**Exercise directions**
Exactly the lines from the start of the data below through the line containing "pub fn new(config: MonitorConfig)" must be returned, and no others.

**Stored items from a collection**

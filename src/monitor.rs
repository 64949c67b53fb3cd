//! The entry point a rendering front end drives: load the two sources once, then
//! ask for map views and trend series as the user changes the controls.

use crate::color::scale::ColorScale;
use crate::config::MonitorConfig;
use crate::error::HabMonitorError;
use crate::filtering::{
    default_species, filter, resolve_species, DateSelection, FilterCriteria, SiteFilter, ALL_SITES,
};
use crate::projection::{project, MapView, Viewport};
use crate::records::cache::DatasetCache;
use crate::records::dataset::JoinedDataset;
use crate::records::loader::RecordLoader;
use crate::trend::{aggregate, TrendSeriesPoint};
use bon::bon;
use log::info;
use std::path::Path;

/// Owns the configuration, the color scale built from it and a dataset cache.
///
/// # Examples
///
/// ```no_run
/// use hab_monitor::{DateSelection, HabMonitor, HabMonitorError, MonitorConfig};
///
/// # fn main() -> Result<(), HabMonitorError> {
/// let mut monitor = HabMonitor::new(MonitorConfig::default())?;
/// let dataset = monitor.load("data/monitoring.csv", "data/site_coordinates.csv")?;
///
/// // Default species and the last week of data.
/// let view = monitor.map_view().dataset(&dataset).call()?;
/// println!("{} of {} records shown", view.shown, view.total);
///
/// let trend = monitor
///     .trend()
///     .dataset(&dataset)
///     .species(vec!["Karenia mikimotoi".to_string()])
///     .call()?;
/// # Ok(())
/// # }
/// ```
#[derive(Debug)]
pub struct HabMonitor {
    config: MonitorConfig,
    loader: RecordLoader,
    scale: ColorScale,
    cache: DatasetCache,
}

#[bon]
impl HabMonitor {
    /// # Errors
    ///
    /// Returns [`HabMonitorError::ColorScale`] when the configured color scale is invalid.
    pub fn new(config: MonitorConfig) -> Result<Self, HabMonitorError> {
        let scale = config.color_scale.build()?;
        Ok(Self {
            loader: config.loader(),
            scale,
            cache: DatasetCache::new(),
            config,
        })
    }

    pub fn from_config_file(path: impl AsRef<Path>) -> Result<Self, HabMonitorError> {
        Self::new(MonitorConfig::from_json_file(path)?)
    }

    pub fn config(&self) -> &MonitorConfig {
        &self.config
    }

    pub fn scale(&self) -> &ColorScale {
        &self.scale
    }

    /// Loads and joins the records and coordinate sources, reusing the previous
    /// result while neither file has changed.
    ///
    /// # Errors
    ///
    /// Returns [`HabMonitorError::Load`] when the coordinate table is missing or
    /// empty, a source cannot be parsed, or a required column is absent. A missing
    /// records file is not an error; it yields an empty dataset.
    pub fn load(
        &mut self,
        records: impl AsRef<Path>,
        coordinates: impl AsRef<Path>,
    ) -> Result<JoinedDataset, HabMonitorError> {
        Ok(self
            .cache
            .get_or_load(&self.loader, records.as_ref(), coordinates.as_ref())?)
    }

    /// Filters `dataset` and projects it onto colored map points.
    ///
    /// * `.species(Vec<String>)`: Optional. An empty or absent selection falls back
    ///   to the configured bloom marker species.
    /// * `.dates(DateSelection)`: Optional. Defaults to the configured window ending
    ///   at the latest collection date.
    #[builder]
    pub fn map_view(
        &self,
        dataset: &JoinedDataset,
        species: Option<Vec<String>>,
        #[builder(default)] dates: DateSelection,
    ) -> Result<MapView, HabMonitorError> {
        let criteria =
            FilterCriteria::resolve(dataset, species.as_deref(), dates, &self.config.selection)?;
        let projection = match &criteria {
            Some(criteria) => project(&filter(dataset, criteria)?, &self.scale)?,
            None => Default::default(),
        };
        let shown = projection.points.len() + projection.skipped_without_coordinates;
        info!("{} of {} records shown", shown, dataset.len());

        let bounds = projection.bounding_box();
        let viewport = match bounds {
            Some(bounds) => Viewport::Fit { bounds },
            None => Viewport::Center {
                center: self.config.default_center,
            },
        };
        Ok(MapView {
            criteria,
            points: projection.points,
            bounds,
            viewport,
            shown,
            total: dataset.len(),
            skipped_without_coordinates: projection.skipped_without_coordinates,
            legend_caption: self.scale.caption().to_string(),
            legend: self.scale.legend(self.config.legend_ticks),
        })
    }

    /// Daily mean per species across the whole dataset.
    ///
    /// * `.species(Vec<String>)`: Optional, defaulted like [`HabMonitor::map_view`].
    /// * `.site(SiteFilter)`: Optional. Defaults to [`SiteFilter::AllSites`].
    #[builder]
    pub fn trend(
        &self,
        dataset: &JoinedDataset,
        species: Option<Vec<String>>,
        #[builder(default, into)] site: SiteFilter,
    ) -> Result<Vec<TrendSeriesPoint>, HabMonitorError> {
        let species = resolve_species(dataset, species.as_deref(), &self.config.selection)?;
        Ok(aggregate(dataset, &species, &site)?)
    }

    /// The species preselected when a front end first shows `dataset`.
    pub fn default_species(&self, dataset: &JoinedDataset) -> Result<Vec<String>, HabMonitorError> {
        Ok(default_species(
            &dataset.species()?,
            &self.config.selection.bloom_marker,
        ))
    }

    /// Site selector entries: [`ALL_SITES`] followed by every site, sorted.
    pub fn site_options(&self, dataset: &JoinedDataset) -> Result<Vec<String>, HabMonitorError> {
        let mut options = vec![ALL_SITES.to_string()];
        options.extend(dataset.sites()?);
        Ok(options)
    }
}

**Result of the exercise**
filename src/monitor.rs
repository 64949c67b53fb3cd
//! The entry point a rendering front end drives: load the two sources once, then
//! ask for map views and trend series as the user changes the controls.

use crate::color::scale::ColorScale;
use crate::config::MonitorConfig;
use crate::error::HabMonitorError;
use crate::filtering::{
    default_species, filter, resolve_species, DateSelection, FilterCriteria, SiteFilter, ALL_SITES,
};
use crate::projection::{project, MapView, Viewport};
use crate::records::cache::DatasetCache;
use crate::records::dataset::JoinedDataset;
use crate::records::loader::RecordLoader;
use crate::trend::{aggregate, TrendSeriesPoint};
use bon::bon;
use log::info;
use std::path::Path;

/// Owns the configuration, the color scale built from it and a dataset cache.
///
/// # Examples
///
/// ```no_run
/// use hab_monitor::{DateSelection, HabMonitor, HabMonitorError, MonitorConfig};
///
/// # fn main() -> Result<(), HabMonitorError> {
/// let mut monitor = HabMonitor::new(MonitorConfig::default())?;
/// let dataset = monitor.load("data/monitoring.csv", "data/site_coordinates.csv")?;
///
/// // Default species and the last week of data.
/// let view = monitor.map_view().dataset(&dataset).call()?;
/// println!("{} of {} records shown", view.shown, view.total);
///
/// let trend = monitor
///     .trend()
///     .dataset(&dataset)
///     .species(vec!["Karenia mikimotoi".to_string()])
///     .call()?;
/// # Ok(())
/// # }
/// ```
#[derive(Debug)]
pub struct HabMonitor {
    config: MonitorConfig,
    loader: RecordLoader,
    scale: ColorScale,
    cache: DatasetCache,
}

#[bon]
impl HabMonitor {
    /// # Errors
    ///
    /// Returns [`HabMonitorError::ColorScale`] when the configured color scale is invalid.
    pub fn new(config: MonitorConfig) -> Result<Self, HabMonitorError> {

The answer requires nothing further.